Lessons in air-raid shelters and a sense of purpose from comforting others: LMU graduate Iryna Nadyukova investigated the psychological stress of teachers in Ukraine.

Iryna Nadyukova actually had other plans for her master’s thesis. She wanted to compare teacher-pupil interactions at German and Ukrainian schools. As recently as 23 February 2022, she sat down with Professor Anne Frenzel from the Munich Center of the Learning Sciences to discuss her research topic in the latter’s office at LMU’s Faculty of Psychology and Educational Sciences.

But overnight everything changed. As Russian tanks rolled toward Kyiv, research was the last thing on her mind. Nadyukova was “very shocked,” she recalls. In response, she organized an aid initiative in her faculty, ensuring that several fully loaded trucks reached Ukraine. She also volunteered to provide psychological support to refugees and helped Ukrainian children learn German in a project by the NGO “Lern-Fair.”

In August 2022, she decided to change the focus of her master’s dissertation and address other, urgent questions: What was afflicting teachers in war-torn Ukraine? How much stress were they suffering? How did they help themselves? And: How could they be helped? Although her supervisor Anna Frenzel needed no convincing of the relevance of the topic, she doubted whether it would be possible to collect the necessary data. Didn’t teachers in war zones have better things to do than answer the questions of researchers?

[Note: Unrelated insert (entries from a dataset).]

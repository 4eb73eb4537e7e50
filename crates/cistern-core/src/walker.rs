use std::collections::HashSet;
use std::fmt;
use std::io;
use std::path::{Component, Path, PathBuf};

use globset::{GlobBuilder, GlobSet, GlobSetBuilder};
use walkdir::WalkDir;

use crate::error::{ArchiveError, Result};
use crate::manifest::{DATA_DIRNAME, MANIFEST_FILENAME};

/// A storage file found under one of the declared roots.
#[derive(Debug, Clone, PartialEq, Eq)]
pub struct StorageFile {
    /// Location on disk.
    pub path: PathBuf,
    /// Location relative to the storage base path; also its archive member name.
    pub relative: PathBuf,
}

impl StorageFile {
    #[must_use]
    pub fn archive_name(&self) -> String {
        archive_name(&self.relative)
    }
}

/// Enumerates storage files, honouring shell-style exclusion globs.
///
/// Patterns match the path relative to the storage root being walked. `*`
/// never crosses a `/`; use `**` to match across directories.
#[derive(Debug, Clone, Default)]
pub struct StorageWalker {
    patterns: Vec<String>,
    excludes: Option<GlobSet>,
}

impl StorageWalker {
    pub fn new<I, S>(patterns: I) -> Result<Self>
    where
        I: IntoIterator<Item = S>,
        S: Into<String>,
    {
        let patterns: Vec<String> = patterns.into_iter().map(Into::into).collect();
        if patterns.is_empty() {
            return Ok(Self::without_excludes());
        }
        let mut builder = GlobSetBuilder::new();
        for pattern in &patterns {
            let glob = GlobBuilder::new(pattern)
                .literal_separator(true)
                .build()
                .map_err(|err| {
                    ArchiveError::Configuration(format!(
                        "invalid storage exclude pattern '{pattern}': {err}"
                    ))
                })?;
            builder.add(glob);
        }
        let set = builder.build().map_err(|err| {
            ArchiveError::Configuration(format!("invalid storage exclude patterns: {err}"))
        })?;
        Ok(Self {
            patterns,
            excludes: Some(set),
        })
    }

    /// A walker that yields every file.
    #[must_use]
    pub fn without_excludes() -> Self {
        Self::default()
    }

    #[must_use]
    pub fn patterns(&self) -> &[String] {
        &self.patterns
    }

    /// Whether `relative` (relative to its storage root) matches any pattern.
    #[must_use]
    pub fn is_excluded(&self, relative: &Path) -> bool {
        self.excludes
            .as_ref()
            .is_some_and(|set| set.is_match(relative))
    }

    /// Lazily walks `roots` in name order, yielding non-excluded files.
    ///
    /// Directories are never yielded. Roots must live under `base`.
    pub fn iterate<'w>(
        &'w self,
        roots: &'w [PathBuf],
        base: &'w Path,
    ) -> impl Iterator<Item = Result<StorageFile>> + 'w {
        roots.iter().flat_map(move |root| self.walk_root(root, base))
    }

    fn walk_root<'w>(
        &'w self,
        root: &'w Path,
        base: &'w Path,
    ) -> impl Iterator<Item = Result<StorageFile>> + 'w {
        WalkDir::new(root)
            .sort_by_file_name()
            .into_iter()
            .filter_map(move |entry| {
                let entry = match entry {
                    Ok(entry) => entry,
                    Err(err) => {
                        let context = match err.path() {
                            Some(path) => format!("failed to walk {}", path.display()),
                            None => format!("failed to walk {}", root.display()),
                        };
                        return Some(Err(ArchiveError::io(context, io::Error::from(err))));
                    }
                };
                if entry.file_type().is_dir() {
                    return None;
                }
                let path = entry.into_path();
                let within_root = path.strip_prefix(root).unwrap_or(path.as_path());
                if self.is_excluded(within_root) {
                    tracing::trace!(path = %path.display(), "storage file excluded");
                    return None;
                }
                let Ok(relative) = path.strip_prefix(base) else {
                    return Some(Err(ArchiveError::Configuration(format!(
                        "storage file {} is outside the storage base path {}",
                        path.display(),
                        base.display()
                    ))));
                };
                let relative = relative.to_path_buf();
                Some(Ok(StorageFile { path, relative }))
            })
    }
}

/// Renders a relative path as a `/`-separated archive member name.
pub(crate) fn archive_name(relative: &Path) -> String {
    relative
        .components()
        .filter_map(|component| match component {
            Component::Normal(part) => Some(part.to_string_lossy()),
            _ => None,
        })
        .collect::<Vec<_>>()
        .join("/")
}

#[derive(Debug, Clone, PartialEq, Eq)]
pub enum StorageIssue {
    Missing { path: PathBuf },
    NotADirectory { path: PathBuf },
    Duplicate { path: PathBuf },
    Nested { path: PathBuf, parent: PathBuf },
    OutsideBase { path: PathBuf, base: PathBuf },
    IsBase { path: PathBuf },
    Reserved { path: PathBuf, name: String },
}

impl fmt::Display for StorageIssue {
    fn fmt(&self, f: &mut fmt::Formatter<'_>) -> fmt::Result {
        match self {
            Self::Missing { path } => write!(f, "storage root {} does not exist", path.display()),
            Self::NotADirectory { path } => {
                write!(f, "storage root {} is not a directory", path.display())
            }
            Self::Duplicate { path } => {
                write!(f, "storage root {} is declared more than once", path.display())
            }
            Self::Nested { path, parent } => write!(
                f,
                "storage root {} is nested inside storage root {}",
                path.display(),
                parent.display()
            ),
            Self::OutsideBase { path, base } => write!(
                f,
                "storage root {} is not inside the storage base path {}",
                path.display(),
                base.display()
            ),
            Self::IsBase { path } => write!(
                f,
                "storage root {} is the storage base path itself",
                path.display()
            ),
            Self::Reserved { path, name } => write!(
                f,
                "storage root {} collides with reserved archive member '{name}'",
                path.display()
            ),
        }
    }
}

/// Every problem found with the declared storage roots.
#[derive(Debug, Clone, PartialEq, Eq)]
pub struct StorageIssues {
    pub issues: Vec<StorageIssue>,
}

impl fmt::Display for StorageIssues {
    fn fmt(&self, f: &mut fmt::Formatter<'_>) -> fmt::Result {
        let rendered: Vec<String> = self.issues.iter().map(ToString::to_string).collect();
        write!(f, "invalid storage roots: {}", rendered.join("; "))
    }
}

impl std::error::Error for StorageIssues {}

/// Checks every root, reporting all issues rather than the first one.
///
/// Roots are compared lexically against `base` and each other; a `..`
/// component anywhere below `base` counts as leaving it.
pub fn validate_storages(roots: &[PathBuf], base: &Path) -> std::result::Result<(), StorageIssues> {
    let mut issues = Vec::new();
    let mut seen = HashSet::new();
    let mut distinct: Vec<&Path> = Vec::new();
    for root in roots {
        if !seen.insert(root.as_path()) {
            issues.push(StorageIssue::Duplicate { path: root.clone() });
            continue;
        }
        match root.metadata() {
            Err(_) => issues.push(StorageIssue::Missing { path: root.clone() }),
            Ok(meta) if !meta.is_dir() => {
                issues.push(StorageIssue::NotADirectory { path: root.clone() });
            }
            Ok(_) => {}
        }
        let relative = root
            .strip_prefix(base)
            .ok()
            .filter(|relative| {
                !relative
                    .components()
                    .any(|component| matches!(component, Component::ParentDir))
            });
        match relative {
            None => issues.push(StorageIssue::OutsideBase {
                path: root.clone(),
                base: base.to_path_buf(),
            }),
            Some(relative) => match relative.components().next() {
                None => issues.push(StorageIssue::IsBase { path: root.clone() }),
                Some(Component::Normal(first))
                    if first == DATA_DIRNAME || first == MANIFEST_FILENAME =>
                {
                    issues.push(StorageIssue::Reserved {
                        path: root.clone(),
                        name: first.to_string_lossy().into_owned(),
                    });
                }
                Some(_) => distinct.push(root.as_path()),
            },
        }
    }
    for path in &distinct {
        if let Some(parent) = distinct
            .iter()
            .find(|other| *other != path && path.starts_with(other))
        {
            issues.push(StorageIssue::Nested {
                path: path.to_path_buf(),
                parent: parent.to_path_buf(),
            });
        }
    }
    if issues.is_empty() {
        Ok(())
    } else {
        Err(StorageIssues { issues })
    }
}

State of emergency: first pandemic, then war

As was soon demonstrated, however, the digital networks of Ukrainian teachers are strong. While German teachers tend to see themselves as solo operators, explains Frenzel, their colleagues in Ukraine band together in mutual exchange. For Nadyukova, it was not difficult to assemble a representative sample group of more than 700 teachers who were willing to answer a questionnaire with both closed and open-ended questions.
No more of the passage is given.